Falstaff couldn’t understand why we were looking at somebody’s kitchen. I explained she had been on television.

          “Like Emeril?” Falstaff asked.

          The child watched Emeril on the Food TV station. He watched in real time as chicken was made into a specialty dish garnished with broccoli. Mari remained silent. Julia Child had many small portraits of cats around the kitchen.

          The oven was large enough to cook a mammoth. On the wall around the plexiglass-enclosed kitchen were highlights of Child’s life. Her marriage appeared to be long-lasting, although they could not have children. This explained the length to which she went in preparing dinner. She took out her frustrations mincing small creatures.

          “Dad, I’m hungry,” Falstaff said.

          We went into the café and ordered more mint chocolate chip ice cream and cookies. The prospective parent paid.

          We walked out and drove over to the Lincoln Memorial. Armed guards informed us we would have to park a half mile’s distance because of the possibility of car bombs.

          It took us over an hour to return. We then walked up to the Lincoln Monument. Falstaff pointed at Lincoln and asked, “Is he God?”


          We were walking behind the monument to an elevator that would take us up into the sculpture area. We didn’t want to walk up the massive steps. Behind the monument was a panoramic display that explained the events of the Civil War. I saw a picture of Jefferson Davis.

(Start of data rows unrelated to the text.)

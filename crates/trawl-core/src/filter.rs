//! Predicate composition.
//!
//! A [`FilterChain`] is an AND of predicates with one chain-wide negation
//! switch. Exclusions are built by wrapping a single predicate in
//! [`negate`] and adding it like any other filter, so they keep AND
//! semantics no matter how the chain-wide switch is set.

use std::fmt;
use std::sync::Arc;

use globset::{GlobBuilder, GlobSet, GlobSetBuilder};
use regex::Regex;

use crate::compare::{AgeComparison, SizeComparison};
use crate::entry::Entry;
use crate::error::{ConfigError, SearchError};

/// A shareable predicate over entries. Stat failures inside a predicate
/// are returned, never turned into `false`.
pub type Predicate = Arc<dyn Fn(&Entry) -> Result<bool, SearchError> + Send + Sync>;

/// Wrap a closure as a [`Predicate`].
pub fn predicate<F>(f: F) -> Predicate
where
    F: Fn(&Entry) -> Result<bool, SearchError> + Send + Sync + 'static,
{
    Arc::new(f)
}

/// Logical negation of a single predicate.
pub fn negate(inner: Predicate) -> Predicate {
    predicate(move |entry| Ok(!inner(entry)?))
}

/// Ordered list of predicates plus a chain-level negation flag.
#[derive(Clone, Default)]
pub struct FilterChain {
    filters: Vec<Predicate>,
    negated: bool,
}

impl FilterChain {
    /// Create an empty chain, which matches everything.
    pub fn new() -> Self {
        Self::default()
    }

    /// Append a predicate.
    pub fn add(&mut self, filter: Predicate) {
        self.filters.push(filter);
    }

    /// Negate the whole composed chain. Setting it twice has no further
    /// effect.
    pub fn negate(&mut self) {
        self.negated = true;
    }

    /// Whether the chain-level negation is set.
    pub fn is_negated(&self) -> bool {
        self.negated
    }

    /// Number of predicates in the chain.
    pub fn len(&self) -> usize {
        self.filters.len()
    }

    /// Whether the chain has no predicates.
    pub fn is_empty(&self) -> bool {
        self.filters.is_empty()
    }

    /// Compose the chain into the effective predicate. The returned value
    /// owns a snapshot of the filters, so later additions do not affect
    /// it.
    pub fn compose(&self) -> Predicate {
        let filters = self.filters.clone();
        let negated = self.negated;
        predicate(move |entry| {
            let mut all = true;
            for filter in &filters {
                if !filter(entry)? {
                    all = false;
                    break;
                }
            }
            Ok(all != negated)
        })
    }
}

impl fmt::Debug for FilterChain {
    fn fmt(&self, f: &mut fmt::Formatter<'_>) -> fmt::Result {
        f.debug_struct("FilterChain")
            .field("filters", &self.filters.len())
            .field("negated", &self.negated)
            .finish()
    }
}

/// Matches entries whose name ends with one of the extensions. A leading
/// dot on each extension is optional.
pub fn extension<I, S>(extensions: I) -> Predicate
where
    I: IntoIterator<Item = S>,
    S: AsRef<str>,
{
    let suffixes: Vec<String> = extensions
        .into_iter()
        .map(|ext| format!(".{}", ext.as_ref().trim_start_matches('.')))
        .collect();
    predicate(move |entry| {
        let name = entry.name();
        Ok(suffixes
            .iter()
            .any(|suffix| name.len() > suffix.len() && name.ends_with(suffix.as_str())))
    })
}

/// Matches entries whose size satisfies the expression.
pub fn size(expression: &str) -> Result<Predicate, ConfigError> {
    let cmp = SizeComparison::parse(expression).map_err(ConfigError::Expression)?;
    Ok(predicate(move |entry| Ok(cmp.matches(entry.size()?))))
}

/// Matches zero-byte entries.
pub fn empty() -> Predicate {
    predicate(|entry| Ok(entry.size()? == 0))
}

/// Which timestamp a time filter looks at.
#[derive(Debug, Clone, Copy, PartialEq, Eq)]
pub enum TimeField {
    Modified,
    Accessed,
    Changed,
}

/// Matches entries whose timestamp age satisfies the expression.
pub fn age(field: TimeField, expression: &str) -> Result<Predicate, ConfigError> {
    let cmp = AgeComparison::parse(expression).map_err(ConfigError::Expression)?;
    Ok(predicate(move |entry| {
        let time = match field {
            TimeField::Modified => entry.modified()?,
            TimeField::Accessed => entry.accessed()?,
            TimeField::Changed => entry.changed()?,
        };
        Ok(cmp.matches(time))
    }))
}

/// Matches entries whose name matches any of the glob patterns.
pub fn glob<I, S>(patterns: I) -> Result<Predicate, ConfigError>
where
    I: IntoIterator<Item = S>,
    S: AsRef<str>,
{
    let globs = build_globset(patterns)?;
    Ok(predicate(move |entry| Ok(entry.matches_glob(&globs))))
}

fn build_globset<I, S>(patterns: I) -> Result<GlobSet, ConfigError>
where
    I: IntoIterator<Item = S>,
    S: AsRef<str>,
{
    let mut builder = GlobSetBuilder::new();
    for pattern in patterns {
        let pattern = pattern.as_ref();
        let glob = GlobBuilder::new(pattern)
            .literal_separator(true)
            .build()
            .map_err(|e| ConfigError::Pattern {
                pattern: pattern.to_string(),
                message: e.kind().to_string(),
            })?;
        builder.add(glob);
    }
    builder.build().map_err(|e| ConfigError::Pattern {
        pattern: String::new(),
        message: e.to_string(),
    })
}

/// Matches entries whose full path contains a match for the regex.
pub fn path_regex(pattern: &str) -> Result<Predicate, ConfigError> {
    let re = Regex::new(pattern).map_err(|e| ConfigError::Pattern {
        pattern: pattern.to_string(),
        message: e.to_string(),
    })?;
    Ok(predicate(move |entry| {
        Ok(re.is_match(entry.path().to_string_lossy().as_ref()))
    }))
}

/// Matches hidden entries.
pub fn hidden() -> Predicate {
    predicate(|entry| entry.is_hidden())
}

/// Matches Unix domain sockets.
pub fn socket() -> Predicate {
    predicate(|entry| entry.is_socket())
}

#[cfg(test)]
mod tests {
    use super::*;

    fn always(value: bool) -> Predicate {
        predicate(move |_| Ok(value))
    }

    fn eval(p: &Predicate, path: &str) -> bool {
        p(&Entry::new(path, 1)).unwrap()
    }

    #[test]
    fn test_empty_chain_matches_everything() {
        let chain = FilterChain::new();
        assert!(eval(&chain.compose(), "/a/b"));
    }

    #[test]
    fn test_and_semantics() {
        let mut chain = FilterChain::new();
        chain.add(always(true));
        chain.add(always(false));
        assert!(!eval(&chain.compose(), "/x"));
    }

    #[test]
    fn test_negation_inverts_composed_result() {
        let mut chain = FilterChain::new();
        chain.add(always(true));
        chain.add(always(false));
        chain.negate();
        // !(true && false), not (!true && !false)
        assert!(eval(&chain.compose(), "/x"));

        chain.negate();
        assert!(chain.is_negated());
        assert!(eval(&chain.compose(), "/x"));
    }

    #[test]
    fn test_compose_is_a_snapshot() {
        let mut chain = FilterChain::new();
        let composed = chain.compose();
        chain.add(always(false));
        assert!(eval(&composed, "/x"));
        assert!(!eval(&chain.compose(), "/x"));
    }

    #[test]
    fn test_extension_forms() {
        let p = extension(["txt", ".json", "tar.gz"]);
        assert!(eval(&p, "/r/a.txt"));
        assert!(eval(&p, "/r/b.json"));
        assert!(eval(&p, "/r/c.tar.gz"));
        assert!(!eval(&p, "/r/d.gz"));
        assert!(!eval(&p, "/r/.txt"));
        assert!(!eval(&p, "/r/txt"));
    }

    #[test]
    fn test_glob_matches_name_only() {
        let p = glob(["*.rs", "Cargo.*"]).unwrap();
        assert!(eval(&p, "/src/lib.rs"));
        assert!(eval(&p, "/Cargo.toml"));
        assert!(!eval(&p, "/src.rs/readme"));
    }

    #[test]
    fn test_discard_via_negated_regex() {
        let p = negate(path_regex("node_modules").unwrap());
        assert!(!eval(&p, "/app/node_modules/x.js"));
        assert!(eval(&p, "/app/src/x.js"));
    }

    #[test]
    fn test_invalid_patterns() {
        assert!(matches!(glob(["a[b"]), Err(ConfigError::Pattern { .. })));
        assert!(matches!(path_regex("("), Err(ConfigError::Pattern { .. })));
        assert!(matches!(size("big"), Err(ConfigError::Expression(_))));
    }

    #[test]
    fn test_stat_error_propagates_through_chain() {
        let mut chain = FilterChain::new();
        chain.add(empty());
        let composed = chain.compose();
        assert!(composed(&Entry::new("/no/such/file", 1)).is_err());
    }
}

          “There’s the bad man!” I pointed at Jefferson Davis.

          “Why does he look so nice?” Falstaff asked.

          I read the Gettysburg Address silently as it had been engraved on the wall. My eyes brimmed with tears. Engraved on the wall, it said:


And ended:


             NOVEMBER 19, 1863

          The prospective parent took out his camera and asked my family to stand in front of Lincoln. My wife suddenly perked up. He snapped a picture and emailed it to us. We went into the monument shop and I bought a book of Abraham Lincoln’s Civil War prose. Lincoln had been a Republican.

          “Norm, I want another child,” Mari complained. “One is not enough. At least give me the experience of having another baby in my womb. I need it. I know it’s expensive, but not only will we not keep it, we will make money on it!”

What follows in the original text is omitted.